Investigators from the Suwon District Prosecutors’ Office seized documents and other materials from SBW’s headquarters in Jung District, central Seoul, as well as from SBW affiliates Kwanglim and SBW Life Sciences.
Prosecutors believe SBW executives and employees were enlisted to ferry cash to China from January to November 2019, when then-SBW Chairman Kim Seong-tae regularly traveled to Shenyang in northeastern China to meet with officials from Pyongyang’s state-controlled Asia-Pacific Peace Committee and the North Korean National Economic Cooperation Federation, based in Shenyang, to negotiate and sign a economic cooperation projects.
Prosecutors believe the cash facilitated deals between SBW Group and the two North Korean companies.
According to prosecutors, some of the meetings between SBW and the North Korean company were attended by the former vice governor of Gyeonggi, Lee Hwa-young, who was recently indicted by prosecutors on charges of taking bribes from an underwear company in return for business favors related to inter-Korean economic projects.
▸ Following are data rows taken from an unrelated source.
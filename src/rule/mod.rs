//! 规则模块：签名数据模型、内置签名库与签名文件加载
pub mod model;
pub mod registry;
pub mod loader;

// 导出核心接口
pub use self::model::{Label, LabelSet, TechnologySignature};
pub use self::registry::{Registry, BUILTIN_REGISTRY};
pub use self::loader::RegistryLoader;
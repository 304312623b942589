//! Tech detector core module
//! 技术检测器核心
//! 核心职责：
//! 1. 发起主请求并构建只读快照
//! 2. 并发执行网络探针（扇出/汇合，单个探针失败只影响自身）
//! 3. 执行通道匹配器与响应启发式探测
//! 4. 合并所有标签（集合去重）

use std::sync::Arc;
use std::time::Instant;

use serde::Serialize;
use tokio::task::JoinSet;
use tokio::time::timeout;
use tracing::{debug, info, warn};
use url::Url;

use super::analyzer::run_channel_matchers;
use super::heuristics::run_response_analyzers;
use crate::config::DetectorConfig;
use crate::error::{WebTechError, WtResult};
use crate::extractor::{DocumentParser, Html5everParser};
use crate::fetcher::{FetchResult, Fetcher, HttpFetcher};
use crate::probe::{AdminPathProbe, DnsMailProbe, Probe, ProbeTarget, TlsInspector};
use crate::rule::{Label, LabelSet, Registry, RegistryLoader};

/// 单次检测结果
#[derive(Debug, Clone, PartialEq, Eq, Serialize)]
pub struct DetectResult {
    /// 调用方传入的URL
    pub url: String,
    /// 跟随重定向后的最终URL
    pub final_url: String,
    pub status: u16,
    pub labels: LabelSet,
}

impl DetectResult {
    pub fn contains(&self, label: &str) -> bool {
        self.labels.iter().any(|l| l.as_str() == label)
    }

    pub fn len(&self) -> usize {
        self.labels.len()
    }

    pub fn is_empty(&self) -> bool {
        self.labels.is_empty()
    }
}

/// 技术检测器
/// - registry: 只读签名库（Arc共享，所有检测共用）
/// - fetcher / parser: 可替换的主请求与文档解析实现
/// - probes: 需要独立网络请求的辅助探针
#[derive(Clone)]
pub struct TechDetector {
    registry: Arc<Registry>,
    fetcher: Arc<dyn Fetcher>,
    parser: Arc<dyn DocumentParser>,
    probes: Vec<Arc<dyn Probe>>,
    config: DetectorConfig,
}

impl std::fmt::Debug for TechDetector {
    fn fmt(&self, f: &mut std::fmt::Formatter<'_>) -> std::fmt::Result {
        f.debug_struct("TechDetector")
            .field("signatures", &self.registry.len())
            .field("probes", &self.probe_names())
            .field("config", &self.config)
            .finish()
    }
}

impl TechDetector {
    /// 按配置创建检测器：加载签名库，使用默认HTTP获取器与全部默认探针
    pub async fn new(config: DetectorConfig) -> WtResult<Self> {
        let registry = RegistryLoader::load(&config).await?;
        Self::with_registry(registry, config)
    }

    /// 使用内存中的签名库创建检测器
    pub fn with_registry(registry: Arc<Registry>, config: DetectorConfig) -> WtResult<Self> {
        let fetcher: Arc<dyn Fetcher> = Arc::new(HttpFetcher::new(&config)?);
        let probes = Self::default_probes(&config)?;
        Ok(Self {
            registry,
            fetcher,
            parser: Arc::new(Html5everParser),
            probes,
            config,
        })
    }

    /// 默认探针：后台路径 / TLS / DNS MX
    pub fn default_probes(config: &DetectorConfig) -> WtResult<Vec<Arc<dyn Probe>>> {
        Ok(vec![
            Arc::new(AdminPathProbe::new(config)?),
            Arc::new(TlsInspector::new(config)?),
            Arc::new(DnsMailProbe::new(config)),
        ])
    }

    /// 替换主请求实现
    pub fn with_fetcher(mut self, fetcher: Arc<dyn Fetcher>) -> Self {
        self.fetcher = fetcher;
        self
    }

    /// 替换文档解析实现
    pub fn with_parser(mut self, parser: Arc<dyn DocumentParser>) -> Self {
        self.parser = parser;
        self
    }

    /// 替换全部探针
    pub fn with_probes(mut self, probes: Vec<Arc<dyn Probe>>) -> Self {
        self.probes = probes;
        self
    }

    /// 追加一个探针
    pub fn add_probe(mut self, probe: Arc<dyn Probe>) -> Self {
        self.probes.push(probe);
        self
    }

    pub fn registry(&self) -> &Arc<Registry> {
        &self.registry
    }

    pub fn config(&self) -> &DetectorConfig {
        &self.config
    }

    pub fn probe_names(&self) -> Vec<&'static str> {
        self.probes.iter().map(|p| p.name()).collect()
    }

    /// 解析并校验目标URL（必须带 http/https scheme）
    pub fn parse_target(url: &str) -> WtResult<Url> {
        let parsed = Url::parse(url.trim())?;
        if !matches!(parsed.scheme(), "http" | "https") {
            return Err(WebTechError::InvalidInput(format!(
                "不支持的URL协议：{}",
                parsed.scheme()
            )));
        }
        if parsed.host_str().is_none() {
            return Err(WebTechError::InvalidInput(format!("URL缺少主机名：{}", url)));
        }
        Ok(parsed)
    }

    /// 核心检测接口
    /// 仅当URL非法或主请求失败时返回错误（调用方视为空结果）；探针失败不会向外传播
    pub async fn detect(&self, url: &str) -> WtResult<DetectResult> {
        let start = Instant::now();
        let target_url = Self::parse_target(url)?;

        // 1. 主请求：失败则本次检测结束，不启动任何探针
        let raw = match self.fetcher.fetch(&target_url).await {
            Ok(raw) => raw,
            Err(e) => {
                warn!("Could not analyze {}: {}", target_url, e);
                return Err(match e {
                    WebTechError::FetchFailure(_) => e,
                    other => WebTechError::FetchFailure(other.to_string()),
                });
            }
        };
        let fetch = FetchResult::new(raw, self.parser.as_ref());

        // 2. 网络探针扇出
        let target = Arc::new(ProbeTarget::new(target_url.clone(), self.registry.clone())?);
        let mut tasks = JoinSet::new();
        for (index, probe) in self.probes.iter().enumerate() {
            let probe = Arc::clone(probe);
            let target = Arc::clone(&target);
            let budget = self.config.probe_budget;
            tasks.spawn(async move {
                let outcome = match timeout(budget, probe.probe(&target)).await {
                    Ok(result) => result,
                    Err(_) => Err(WebTechError::Timeout(format!("探针 {} 超出总预算", probe.name()))),
                };
                (index, outcome)
            });
        }

        // 3. 探针运行期间执行纯函数匹配
        let mut labels = self.analyze_response(&fetch);

        // 4. 汇合：错误/超时/任务异常一律按失败处理，输出兜底标签
        let mut finished = vec![false; self.probes.len()];
        while let Some(joined) = tasks.join_next().await {
            match joined {
                Ok((index, outcome)) => {
                    finished[index] = true;
                    let probe = &self.probes[index];
                    match outcome {
                        Ok(found) => {
                            debug!("[{}] {} label(s)", probe.name(), found.len());
                            labels.extend(found);
                        }
                        Err(e) => {
                            debug!("[{}] probe failed: {}", probe.name(), e);
                            labels.extend(probe.fallback());
                        }
                    }
                }
                Err(e) => warn!("Probe task aborted: {}", e),
            }
        }
        for (index, done) in finished.iter().enumerate() {
            if !done {
                labels.extend(self.probes[index].fallback());
            }
        }

        info!(
            "Detection finished | url: {} | status: {} | labels: {} | time: {}ms",
            target_url,
            fetch.status(),
            labels.len(),
            start.elapsed().as_millis()
        );

        Ok(DetectResult {
            url: target_url.to_string(),
            final_url: fetch.url().to_string(),
            status: fetch.status(),
            labels,
        })
    }

    /// 只对已获取的响应做匹配（通道匹配器 + 响应启发式），不发起网络请求
    pub fn analyze_response(&self, fetch: &FetchResult) -> LabelSet {
        let mut labels = run_channel_matchers(&self.registry, fetch);
        labels.extend(run_response_analyzers(fetch));
        labels
    }

    /// 检测并返回纯字符串标签（便于输出）
    pub async fn detect_labels(&self, url: &str) -> WtResult<Vec<String>> {
        let result = self.detect(url).await?;
        Ok(result.labels.into_iter().map(Label::into_string).collect())
    }
}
An official from the state prosecution service who spoke on condition of anonymity to the JoongAng Ilbo offered vague details about the sum of U.S. currency allegedly smuggled into China by SBW employees, but said the individual amounts carried by company executives and employees ranged from “tens to hundreds of thousands of dollars.”
Prosecutors currently suspect that each of these people exchanged Korean won into dollars and smuggled their stashes out of South Korea by hiding stacks of money between books in their checked luggage.
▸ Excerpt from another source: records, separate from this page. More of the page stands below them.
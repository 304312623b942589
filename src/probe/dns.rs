//! DNS邮件探针：查询域名MX记录，输出优先级最高的邮件交换主机
//! 解析失败（NXDOMAIN/超时/无记录）不输出任何标签

use std::time::Duration;
use async_trait::async_trait;
use tokio::time::timeout;
use trust_dns_resolver::config::{ResolverConfig, ResolverOpts};
use trust_dns_resolver::system_conf::read_system_conf;
use trust_dns_resolver::TokioAsyncResolver;
use tracing::debug;

use super::{Probe, ProbeTarget};
use crate::config::DetectorConfig;
use crate::error::{WebTechError, WtResult};
use crate::rule::{Label, LabelSet};

#[derive(Debug, Clone)]
pub struct DnsMailProbe {
    timeout: Duration,
}

impl DnsMailProbe {
    pub fn new(config: &DetectorConfig) -> Self {
        Self {
            timeout: config.dns_timeout,
        }
    }

    /// 每次探测新建解析器，随探测结束释放
    fn resolver(&self) -> TokioAsyncResolver {
        let (config, mut opts) = read_system_conf().unwrap_or_else(|e| {
            debug!("[DNS] system resolver config unavailable ({}), using defaults", e);
            (ResolverConfig::default(), ResolverOpts::default())
        });
        opts.timeout = self.timeout;
        opts.attempts = 1;
        TokioAsyncResolver::tokio(config, opts)
    }
}

/// 去掉FQDN结尾的点
fn display_host(name: &str) -> &str {
    name.trim_end_matches('.')
}

#[async_trait]
impl Probe for DnsMailProbe {
    fn name(&self) -> &'static str {
        "DnsMail"
    }

    async fn probe(&self, target: &ProbeTarget) -> WtResult<LabelSet> {
        if target.host_is_ip() {
            return Err(WebTechError::probe(self.name(), "IP地址没有MX记录"));
        }

        let resolver = self.resolver();
        let lookup = timeout(self.timeout, resolver.mx_lookup(target.host.as_str()))
            .await
            .map_err(|_| WebTechError::Timeout(format!("MX查询 {}", target.host)))??;

        let best = lookup
            .iter()
            .min_by_key(|mx| mx.preference())
            .ok_or_else(|| WebTechError::probe(self.name(), format!("{} 没有MX记录", target.host)))?;

        let exchange = best.exchange().to_utf8();
        let mut labels = LabelSet::new();
        labels.insert(Label::keyed("Email Provider", display_host(&exchange)));
        Ok(labels)
    }
}

#[cfg(test)]
mod tests {
    use super::*;
    use crate::rule::BUILTIN_REGISTRY;
    use url::Url;

    #[test]
    fn test_display_host() {
        assert_eq!(display_host("aspmx.l.google.com."), "aspmx.l.google.com");
        assert_eq!(display_host("mx.example.org"), "mx.example.org");
    }

    #[tokio::test]
    async fn test_ip_target_is_probe_failure() {
        let probe = DnsMailProbe::new(&DetectorConfig::default());
        let target =
            ProbeTarget::new(Url::parse("http://192.0.2.1/").unwrap(), BUILTIN_REGISTRY.clone()).unwrap();
        let err = probe.probe(&target).await.unwrap_err();
        assert!(matches!(err, WebTechError::ProbeFailure { probe: "DnsMail", .. }));
        assert!(probe.fallback().is_empty());
    }
}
Under the Foreign Exchange Transactions Act, foreign currency amounts worth more than $10,000 must be reported to customs before leaving the country.
Prosecutors believe that SBW executives and employees did quick turnarounds in China, delivering the U.S. currency to a SBW vice chairman, only identified by his surname Bang, and returning the same day to South Korea. Prosecutors suspect the money was then delivered to North Korean officials.
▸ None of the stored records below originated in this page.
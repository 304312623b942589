//! 通道匹配器：将一次主请求结果与签名库逐通道比对
//! 每个匹配器都是纯函数，无副作用、无失败路径，未命中不是错误

use reqwest::header::HeaderMap;
use tracing::debug;

use crate::fetcher::FetchResult;
use crate::rule::{Label, LabelSet, Registry, TechnologySignature};
use crate::utils::HeaderConverter;

/// 所有通道匹配器的通用抽象
/// 输入只准备一次，随后对签名库做线性扫描
pub trait ChannelMatcher {
    /// 通道名称，用于日志输出
    const CHANNEL: &'static str;

    /// 本通道从主请求结果中取出的数据
    type Input<'a>;

    fn prepare(fetch: &FetchResult) -> Self::Input<'_>;

    /// 单个签名在本通道是否命中
    fn match_signature(sig: &TechnologySignature, input: &Self::Input<'_>) -> bool;

    /// 通用执行骨架
    fn analyze(registry: &Registry, fetch: &FetchResult) -> LabelSet {
        let input = Self::prepare(fetch);
        let mut labels = LabelSet::new();
        for sig in registry {
            if Self::match_signature(sig, &input) {
                debug!("[{}] matched | tech: {}", Self::CHANNEL, sig.name);
                labels.insert(Label::new(sig.name.as_str()));
            }
        }
        labels
    }
}

/// 任一指示器（小写后）是否出现在任一候选值中
fn any_indicator_in(indicators: &[String], haystacks: &[String]) -> bool {
    indicators
        .iter()
        .filter(|ind| !ind.is_empty())
        .any(|ind| {
            let ind = ind.to_lowercase();
            haystacks.iter().any(|h| h.contains(&ind))
        })
}

/// 响应体子串匹配器
pub struct BodyMatcher;

impl ChannelMatcher for BodyMatcher {
    const CHANNEL: &'static str = "Body";
    type Input<'a> = &'a str;

    fn prepare(fetch: &FetchResult) -> Self::Input<'_> {
        fetch.body_lower()
    }

    fn match_signature(sig: &TechnologySignature, body_lower: &&str) -> bool {
        sig.html
            .iter()
            .filter(|ind| !ind.is_empty())
            .any(|ind| body_lower.contains(&ind.to_lowercase()))
    }
}

/// `<meta name="generator">` 匹配器
pub struct MetaGeneratorMatcher;

impl ChannelMatcher for MetaGeneratorMatcher {
    const CHANNEL: &'static str = "Meta";
    type Input<'a> = Vec<String>;

    fn prepare(fetch: &FetchResult) -> Self::Input<'_> {
        fetch
            .document()
            .meta_contents("generator")
            .map(str::to_lowercase)
            .collect()
    }

    fn match_signature(sig: &TechnologySignature, generators: &Vec<String>) -> bool {
        let Some(expected) = sig.meta_generator.as_deref().filter(|g| !g.is_empty()) else {
            return false;
        };
        let expected = expected.to_lowercase();
        generators.iter().any(|content| content.contains(&expected))
    }
}

/// `<script src>` 匹配器
pub struct ScriptMatcher;

impl ChannelMatcher for ScriptMatcher {
    const CHANNEL: &'static str = "Script";
    type Input<'a> = Vec<String>;

    fn prepare(fetch: &FetchResult) -> Self::Input<'_> {
        fetch.document().script_srcs().map(str::to_lowercase).collect()
    }

    fn match_signature(sig: &TechnologySignature, srcs: &Vec<String>) -> bool {
        any_indicator_in(&sig.scripts, srcs)
    }
}

/// `<link rel="stylesheet" href>` 匹配器
pub struct StylesheetMatcher;

impl ChannelMatcher for StylesheetMatcher {
    const CHANNEL: &'static str = "Stylesheet";
    type Input<'a> = Vec<String>;

    fn prepare(fetch: &FetchResult) -> Self::Input<'_> {
        fetch
            .document()
            .stylesheet_hrefs()
            .map(str::to_lowercase)
            .collect()
    }

    fn match_signature(sig: &TechnologySignature, hrefs: &Vec<String>) -> bool {
        any_indicator_in(&sig.styles, hrefs)
    }
}

/// 响应Header匹配器：签名的所有 (Header, 期望子串) 都满足才命中
pub struct HeaderMatcher;

impl ChannelMatcher for HeaderMatcher {
    const CHANNEL: &'static str = "Header";
    type Input<'a> = &'a HeaderMap;

    fn prepare(fetch: &FetchResult) -> Self::Input<'_> {
        fetch.headers()
    }

    fn match_signature(sig: &TechnologySignature, headers: &&HeaderMap) -> bool {
        !sig.headers.is_empty()
            && sig
                .headers
                .iter()
                .all(|(name, expected)| HeaderConverter::value_contains(headers, name, expected))
    }
}

/// 依次执行五个通道匹配器并合并结果（通道间为逻辑或）
pub fn run_channel_matchers(registry: &Registry, fetch: &FetchResult) -> LabelSet {
    let mut labels = BodyMatcher::analyze(registry, fetch);
    labels.extend(MetaGeneratorMatcher::analyze(registry, fetch));
    labels.extend(ScriptMatcher::analyze(registry, fetch));
    labels.extend(StylesheetMatcher::analyze(registry, fetch));
    labels.extend(HeaderMatcher::analyze(registry, fetch));
    labels
}

#[cfg(test)]
mod tests {
    use super::*;
    use crate::extractor::Html5everParser;
    use crate::fetcher::RawResponse;
    use url::Url;

    fn fetch(headers: &[(&str, &str)], body: &str) -> FetchResult {
        FetchResult::new(
            RawResponse {
                final_url: Url::parse("https://example.com/").unwrap(),
                status: 200,
                headers: HeaderConverter::from_pairs(headers.iter().copied()).unwrap(),
                body: body.to_string(),
            },
            &Html5everParser,
        )
    }

    fn has(labels: &LabelSet, name: &str) -> bool {
        labels.contains(&Label::from(name))
    }

    #[test]
    fn test_body_matcher_any_case() {
        let registry = Registry::builtin();
        for sig in registry.iter().filter(|s| {
            !s.html.is_empty()
                && s.meta_generator.is_none()
                && s.scripts.is_empty()
                && s.styles.is_empty()
                && s.headers.is_empty()
                && s.admin_path.is_none()
        }) {
            let indicator = sig.html[0].to_uppercase();
            let hit = fetch(&[], &format!("<p>{}</p>", indicator));
            assert!(has(&BodyMatcher::analyze(&registry, &hit), &sig.name), "{}", sig.name);
        }

        let miss = fetch(&[], "<p>plain</p>");
        assert!(!has(&BodyMatcher::analyze(&registry, &miss), "Angular"));
        assert!(!has(&BodyMatcher::analyze(&registry, &miss), "Vue.js"));
    }

    #[test]
    fn test_meta_generator_matcher() {
        let registry = Registry::builtin();
        let result = fetch(&[], r#"<meta name="generator" content="Drupal 10 (https://www.drupal.org)">"#);
        let labels = MetaGeneratorMatcher::analyze(&registry, &result);
        assert_eq!(labels.into_iter().collect::<Vec<_>>(), vec![Label::from("Drupal")]);

        let other = fetch(&[], r#"<meta name="description" content="WordPress tips">"#);
        assert!(MetaGeneratorMatcher::analyze(&registry, &other).is_empty());
    }

    #[test]
    fn test_script_and_stylesheet_matchers() {
        let registry = Registry::builtin();
        let result = fetch(
            &[],
            r#"<script src="/static/JQuery.Min.js"></script>
               <link rel="stylesheet" href="/css/bootstrap.min.css">
               <link rel="preload" href="/css/woocommerce.css">"#,
        );
        let scripts = ScriptMatcher::analyze(&registry, &result);
        assert!(has(&scripts, "jQuery"));
        let styles = StylesheetMatcher::analyze(&registry, &result);
        assert!(has(&styles, "Bootstrap"));
        assert!(!has(&styles, "WooCommerce"));
    }

    #[test]
    fn test_header_matcher_substring_case_insensitive() {
        let registry = Registry::new(vec![
            TechnologySignature::new("Cloudflare").header("Server", "cloudflare"),
        ])
        .unwrap();
        let hit = fetch(&[("Server", "Cloudflare-Edge")], "");
        assert!(has(&HeaderMatcher::analyze(&registry, &hit), "Cloudflare"));
        let miss = fetch(&[("Server", "nginx")], "");
        assert!(HeaderMatcher::analyze(&registry, &miss).is_empty());
    }

    #[test]
    fn test_header_matcher_requires_every_pair() {
        let registry = Registry::new(vec![TechnologySignature::new("Varnish on Fastly")
            .header("Via", "varnish")
            .header("X-Served-By", "cache-")])
        .unwrap();
        let partial = fetch(&[("Via", "1.1 varnish")], "");
        assert!(HeaderMatcher::analyze(&registry, &partial).is_empty());
        let full = fetch(&[("Via", "1.1 varnish"), ("X-Served-By", "cache-fra1")], "");
        assert!(has(&HeaderMatcher::analyze(&registry, &full), "Varnish on Fastly"));
    }

    #[test]
    fn test_channels_deduplicate() {
        let registry = Registry::builtin();
        let result = fetch(
            &[],
            r#"<meta name="generator" content="WordPress 6.4"><link href="/wp-content/x.css">"#,
        );
        let labels = run_channel_matchers(&registry, &result);
        assert_eq!(labels.iter().filter(|l| l.as_str() == "WordPress").count(), 1);
    }
}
The agreements with the North Korean companies clinched by SBW Group gave business rights to North Korean minerals, including rare earths, to Nanos, a SBW affiliate now renamed SBW Life Sciences. SBW stocks soared soon after.
SBW employees who were aware of the alleged cash smuggling while it occurred said the workers worried about the criminal consequences of the company’s dealings.
“There was a rumor that employees were smuggling foreign currency to China in 2019,” a SBW official told the JoongAng Ilbo on condition of anonymity. “There was a lot of concern that employees who participated in currency smuggling might be punished for violating the Foreign Exchange Transactions Act.”
SBW Group and its executives are currently under investigation by prosecutors for a raft of allegations.
Prosecutors have already obtained arrest warrants for Kim, as well as current Chairman Yang Seon-gil, on charges of paying Democratic Party (DP) lawmaker Lee Jae-myung’s legal fees when he was tried for violating election law in 2018.
Lee’s lawyer, Lee Tae-hyung, allegedly received 300 million won ($228,000) from SBW Group during the trial process, and another 2 billion won in SBW stock that he could sell after three years.
Yang is also known to have made significant contributions to Lee’s presidential campaign last year, the exact details of which remain unknown.